Collected data entries

- - - - - - -

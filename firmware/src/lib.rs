//! Bluetooth gamepad hub for RP2040.
//!
//! The Bluetooth stack feeds a [`Bus`]; the tick task turns it into
//! gamepad records and hands out player numbers.

#![no_std]

use embassy_sync::blocking_mutex::raw::CriticalSectionRawMutex;

// Re-export core types for convenience
pub use gamepad_core::{
    Buttons, DeviceIdentity, DeviceRecord, GamepadCallbacks, GamepadState, Gamepads, OutputCommand,
    PlayerLeds, Rumble, SlotError, TransportBus, TransportHandle, VariantKind,
};

pub mod players;

pub use players::PlayerAssigner;

/// Gamepads served at once.
pub const SLOTS: usize = 4;

/// Bus shared between the Bluetooth stack and the tick task.
pub type Bus = TransportBus<CriticalSectionRawMutex, SLOTS>;
//! HID report descriptor parser.
//!
//! Walks the item stream of a report descriptor and records one
//! [`ReportField`] per input element, each carrying the [`HidGlobals`] in
//! effect for it. Only what a gamepad decoder needs is kept:
//!
//! - Output and feature items are skipped (they do not move input offsets)
//! - Constant (padding) input items advance the bit offset but are not recorded
//! - Vendor-defined usages are not recorded
//! - Delimiters, designators and string items are ignored
//!
//! Push/pop of the global state and 32-bit extended usages are supported.

use heapless::Vec;

use crate::globals::HidGlobals;
use crate::usage::{self, page};

/// Maximum number of input fields kept per device.
pub const MAX_FIELDS: usize = 96;

/// Maximum number of application collections remembered.
pub const MAX_APPLICATIONS: usize = 4;

const MAX_LOCAL_USAGES: usize = 16;
const MAX_GLOBAL_STACK: usize = 4;
const MAX_REPORT_IDS: usize = 16;

/// Item prefix of a long item.
const LONG_ITEM: u8 = 0xFE;

// Item tags with the type bits included and the size bits masked off.
const TAG_INPUT: u8 = 0x80;
const TAG_OUTPUT: u8 = 0x90;
const TAG_FEATURE: u8 = 0xB0;
const TAG_COLLECTION: u8 = 0xA0;
const TAG_USAGE_PAGE: u8 = 0x04;
const TAG_LOGICAL_MIN: u8 = 0x14;
const TAG_LOGICAL_MAX: u8 = 0x24;
const TAG_REPORT_SIZE: u8 = 0x74;
const TAG_REPORT_ID: u8 = 0x84;
const TAG_REPORT_COUNT: u8 = 0x94;
const TAG_PUSH: u8 = 0xA4;
const TAG_POP: u8 = 0xB4;
const TAG_USAGE: u8 = 0x08;
const TAG_USAGE_MIN: u8 = 0x18;
const TAG_USAGE_MAX: u8 = 0x28;

const COLLECTION_APPLICATION: u32 = 0x01;

const MAIN_CONSTANT: u32 = 1 << 0;
const MAIN_VARIABLE: u32 = 1 << 1;

/// Error raised while parsing a report descriptor.
#[derive(Debug, Clone, Copy, PartialEq, Eq)]
#[cfg_attr(feature = "defmt", derive(defmt::Format))]
pub enum DescriptorError {
    /// An item claims more data than the descriptor holds.
    Truncated,
    /// More input fields than [`MAX_FIELDS`].
    TooManyFields,
    /// More distinct report IDs than the parser tracks.
    TooManyReportIds,
    /// Push nested deeper than the parser supports.
    GlobalStackOverflow,
    /// Pop without a matching push.
    GlobalStackUnderflow,
    /// Report size larger than 32 bits.
    ReportSizeTooLarge,
}

/// How the value of a field is interpreted.
#[derive(Debug, Clone, Copy, PartialEq, Eq)]
#[cfg_attr(feature = "defmt", derive(defmt::Format))]
pub enum FieldKind {
    /// The value belongs to the field's usage.
    Variable,
    /// The value selects a usage between the field's usage and `usage_max`.
    Array { usage_max: u16 },
}

/// One input element of a report.
#[derive(Debug, Clone, Copy, PartialEq, Eq)]
#[cfg_attr(feature = "defmt", derive(defmt::Format))]
pub struct ReportField {
    /// Report ID the field belongs to (0 when the device uses no IDs).
    pub report_id: u8,
    /// Bit offset from the start of the report payload (after the ID byte).
    pub bit_offset: u16,
    pub globals: HidGlobals,
    pub usage_page: u16,
    /// Usage, or the first usage of the range for array fields.
    pub usage: u16,
    pub kind: FieldKind,
}

/// Input fields of a device, derived from its report descriptor.
#[derive(Debug, Clone, Default)]
pub struct ReportLayout {
    fields: Vec<ReportField, MAX_FIELDS>,
    applications: Vec<(u16, u16), MAX_APPLICATIONS>,
    uses_report_ids: bool,
}

#[derive(Debug, Clone, Copy, Default)]
struct GlobalState {
    usage_page: u16,
    logical_min: i32,
    logical_max: i32,
    /// Logical maximum read as unsigned, for descriptors that encode
    /// `255` as the single byte `0xFF`.
    logical_max_unsigned: u32,
    report_size: u32,
    report_count: u32,
    report_id: u8,
}

impl GlobalState {
    fn logical_range(&self) -> (i32, i32) {
        if self.logical_min >= 0 && self.logical_max < self.logical_min {
            let max = i32::try_from(self.logical_max_unsigned).unwrap_or(i32::MAX);
            (self.logical_min, max)
        } else {
            (self.logical_min, self.logical_max)
        }
    }
}

#[derive(Debug, Clone, Copy)]
struct LocalUsage {
    page: Option<u16>,
    id: u16,
}

impl LocalUsage {
    fn from_item(value: u32, size: usize) -> Self {
        if size == 4 {
            Self {
                page: Some((value >> 16) as u16),
                id: value as u16,
            }
        } else {
            Self {
                page: None,
                id: value as u16,
            }
        }
    }

    fn resolve(self, current_page: u16) -> (u16, u16) {
        (self.page.unwrap_or(current_page), self.id)
    }
}

#[derive(Debug, Default)]
struct LocalState {
    usages: Vec<LocalUsage, MAX_LOCAL_USAGES>,
    usage_min: Option<LocalUsage>,
    usage_max: Option<LocalUsage>,
}

impl LocalState {
    fn clear(&mut self) {
        self.usages.clear();
        self.usage_min = None;
        self.usage_max = None;
    }

    /// Usage of the `index`-th element of a variable item. The last listed
    /// usage repeats for the remaining elements.
    fn usage_at(&self, index: u32, current_page: u16) -> Option<(u16, u16)> {
        if let Some(last) = self.usages.last() {
            let usage = usize::try_from(index)
                .ok()
                .and_then(|i| self.usages.get(i))
                .unwrap_or(last);
            return Some(usage.resolve(current_page));
        }
        let (page, min) = self.usage_min?.resolve(current_page);
        let max = self.usage_max.map_or(u16::MAX, |m| m.id);
        let id = u32::from(min).saturating_add(index).min(u32::from(max));
        Some((page, id as u16))
    }

    /// Usage range selected by the elements of an array item.
    fn array_range(&self, current_page: u16) -> Option<(u16, u16, u16)> {
        if let Some(min) = self.usage_min {
            let (page, min) = min.resolve(current_page);
            let max = self.usage_max.map_or(min, |m| m.id);
            return Some((page, min, max.max(min)));
        }
        let first = self.usages.first()?;
        let (page, min) = first.resolve(current_page);
        let span = self.usages.len().saturating_sub(1) as u16;
        Some((page, min, min.saturating_add(span)))
    }
}

impl ReportLayout {
    /// An empty layout.
    #[must_use]
    pub const fn new() -> Self {
        Self {
            fields: Vec::new(),
            applications: Vec::new(),
            uses_report_ids: false,
        }
    }

    /// Parse a report descriptor.
    ///
    /// # Errors
    ///
    /// Returns a [`DescriptorError`] describing the first malformed item.
    pub fn parse(descriptor: &[u8]) -> Result<Self, DescriptorError> {
        let mut layout = Self::new();
        layout.parse_items(descriptor)?;
        Ok(layout)
    }

    /// Parse a report descriptor, keeping whatever was gathered before the
    /// first malformed item.
    #[must_use]
    pub fn parse_lossy(descriptor: &[u8]) -> Self {
        let mut layout = Self::new();
        if let Err(e) = layout.parse_items(descriptor) {
            warn!(
                "report descriptor: {:?}, kept {} fields",
                e,
                layout.fields.len()
            );
        }
        layout
    }

    /// All recorded input fields, in descriptor order.
    #[inline]
    #[must_use]
    pub fn fields(&self) -> &[ReportField] {
        &self.fields
    }

    /// Whether input reports are prefixed with a report ID byte.
    #[inline]
    #[must_use]
    pub const fn uses_report_ids(&self) -> bool {
        self.uses_report_ids
    }

    /// Application collections as `(usage page, usage)` pairs.
    #[inline]
    #[must_use]
    pub fn applications(&self) -> &[(u16, u16)] {
        &self.applications
    }

    /// Whether any input field reports `usage` on `usage_page`.
    #[must_use]
    pub fn has_usage(&self, usage_page: u16, usage: u16) -> bool {
        self.fields.iter().any(|f| {
            f.usage_page == usage_page
                && match f.kind {
                    FieldKind::Variable => f.usage == usage,
                    FieldKind::Array { usage_max } => (f.usage..=usage_max).contains(&usage),
                }
        })
    }

    /// Whether the layout looks like something a generic gamepad decoder
    /// can use: a joystick/gamepad application, or at least one standard
    /// axis, hat or button field.
    #[must_use]
    pub fn is_gamepad_like(&self) -> bool {
        if self
            .applications
            .iter()
            .any(|&(p, u)| usage::is_gamepad_application(p, u))
        {
            return true;
        }
        self.fields.iter().any(|f| match f.usage_page {
            page::GENERIC_DESKTOP => matches!(
                f.usage,
                usage::desktop::X..=usage::desktop::RZ | usage::desktop::HAT_SWITCH
            ),
            page::BUTTON => true,
            _ => false,
        })
    }

    fn parse_items(&mut self, data: &[u8]) -> Result<(), DescriptorError> {
        let mut global = GlobalState::default();
        let mut stack: Vec<GlobalState, MAX_GLOBAL_STACK> = Vec::new();
        let mut local = LocalState::default();
        let mut offsets: Vec<(u8, u32), MAX_REPORT_IDS> = Vec::new();

        let mut pos = 0;
        while let Some(&prefix) = data.get(pos) {
            if prefix == LONG_ITEM {
                let size = usize::from(*data.get(pos + 1).ok_or(DescriptorError::Truncated)?);
                pos += 3 + size;
                if pos > data.len() {
                    return Err(DescriptorError::Truncated);
                }
                continue;
            }

            let size = match prefix & 0x03 {
                0 => 0,
                1 => 1,
                2 => 2,
                _ => 4,
            };
            let payload = data
                .get(pos + 1..pos + 1 + size)
                .ok_or(DescriptorError::Truncated)?;
            let unsigned = payload
                .iter()
                .rev()
                .fold(0u32, |acc, &b| (acc << 8) | u32::from(b));
            let signed = match size {
                1 => i32::from(unsigned as u8 as i8),
                2 => i32::from(unsigned as u16 as i16),
                _ => unsigned as i32,
            };

            match prefix & 0xFC {
                TAG_USAGE_PAGE => global.usage_page = unsigned as u16,
                TAG_LOGICAL_MIN => global.logical_min = signed,
                TAG_LOGICAL_MAX => {
                    global.logical_max = signed;
                    global.logical_max_unsigned = unsigned;
                }
                TAG_REPORT_SIZE => global.report_size = unsigned,
                TAG_REPORT_ID => {
                    global.report_id = unsigned as u8;
                    self.uses_report_ids = true;
                }
                TAG_REPORT_COUNT => global.report_count = unsigned,
                TAG_PUSH => stack
                    .push(global)
                    .map_err(|_| DescriptorError::GlobalStackOverflow)?,
                TAG_POP => global = stack.pop().ok_or(DescriptorError::GlobalStackUnderflow)?,
                TAG_USAGE => {
                    // Usages past the local capacity repeat the last one kept.
                    let _ = local.usages.push(LocalUsage::from_item(unsigned, size));
                }
                TAG_USAGE_MIN => local.usage_min = Some(LocalUsage::from_item(unsigned, size)),
                TAG_USAGE_MAX => local.usage_max = Some(LocalUsage::from_item(unsigned, size)),
                TAG_COLLECTION => {
                    if unsigned == COLLECTION_APPLICATION {
                        if let Some(first) = local.usages.first() {
                            let _ = self.applications.push(first.resolve(global.usage_page));
                        }
                    }
                    local.clear();
                }
                TAG_INPUT => {
                    self.add_input(&global, &local, unsigned, &mut offsets)?;
                    local.clear();
                }
                TAG_OUTPUT | TAG_FEATURE => local.clear(),
                _ => {}
            }

            pos += 1 + size;
        }

        trace!("report descriptor: {} input fields", self.fields.len());
        Ok(())
    }

    fn add_input(
        &mut self,
        global: &GlobalState,
        local: &LocalState,
        flags: u32,
        offsets: &mut Vec<(u8, u32), MAX_REPORT_IDS>,
    ) -> Result<(), DescriptorError> {
        if global.report_size > 32 {
            return Err(DescriptorError::ReportSizeTooLarge);
        }

        let slot = match offsets.iter().position(|&(id, _)| id == global.report_id) {
            Some(i) => i,
            None => {
                offsets
                    .push((global.report_id, 0))
                    .map_err(|_| DescriptorError::TooManyReportIds)?;
                offsets.len() - 1
            }
        };
        let start = offsets.get(slot).map_or(0, |&(_, offset)| offset);
        let total = global.report_size.saturating_mul(global.report_count);
        if let Some(entry) = offsets.get_mut(slot) {
            entry.1 = start.saturating_add(total);
        }

        if flags & MAIN_CONSTANT != 0 || global.report_size == 0 {
            return Ok(());
        }

        let (logical_min, logical_max) = global.logical_range();
        let globals = HidGlobals::new(
            global.usage_page,
            logical_min,
            logical_max,
            global.report_size as u8,
            global.report_count.min(u32::from(u16::MAX)) as u16,
        );

        if flags & MAIN_VARIABLE != 0 {
            for i in 0..global.report_count {
                let Some((usage_page, usage)) = local.usage_at(i, global.usage_page) else {
                    break;
                };
                let bit_offset = start.saturating_add(i.saturating_mul(global.report_size));
                self.push_field(ReportField {
                    report_id: global.report_id,
                    bit_offset: bit_offset.min(u32::from(u16::MAX)) as u16,
                    globals,
                    usage_page,
                    usage,
                    kind: FieldKind::Variable,
                })?;
            }
        } else if let Some((usage_page, usage_min, usage_max)) =
            local.array_range(global.usage_page)
        {
            for i in 0..global.report_count {
                let bit_offset = start.saturating_add(i.saturating_mul(global.report_size));
                self.push_field(ReportField {
                    report_id: global.report_id,
                    bit_offset: bit_offset.min(u32::from(u16::MAX)) as u16,
                    globals,
                    usage_page,
                    usage: usage_min,
                    kind: FieldKind::Array { usage_max },
                })?;
            }
        }
        Ok(())
    }

    fn push_field(&mut self, field: ReportField) -> Result<(), DescriptorError> {
        if field.usage_page >= page::VENDOR_DEFINED_START {
            return Ok(());
        }
        self.fields
            .push(field)
            .map_err(|_| DescriptorError::TooManyFields)
    }
}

- - - - - - -

**Problem requirements**
Repeat exactly, please, each line from the beginning of the data through the line with "the tick task." in it, and only those lines.

**Output below**
filename firmware/src/lib.rs
//! Bluetooth gamepad hub for RP2040.
//!
//! The Bluetooth stack feeds a [`Bus`]; the tick task turns it into
//! gamepad records and hands out player numbers.

#![no_std]

use embassy_sync::blocking_mutex::raw::CriticalSectionRawMutex;

// Re-export core types for convenience
pub use gamepad_core::{
    Buttons, DeviceIdentity, DeviceRecord, GamepadCallbacks, GamepadState, Gamepads, OutputCommand,
    PlayerLeds, Rumble, SlotError, TransportBus, TransportHandle, VariantKind,
};

pub mod players;

pub use players::PlayerAssigner;

/// Gamepads served at once.
pub const SLOTS: usize = 4;

/// Bus shared between the Bluetooth stack and the tick task.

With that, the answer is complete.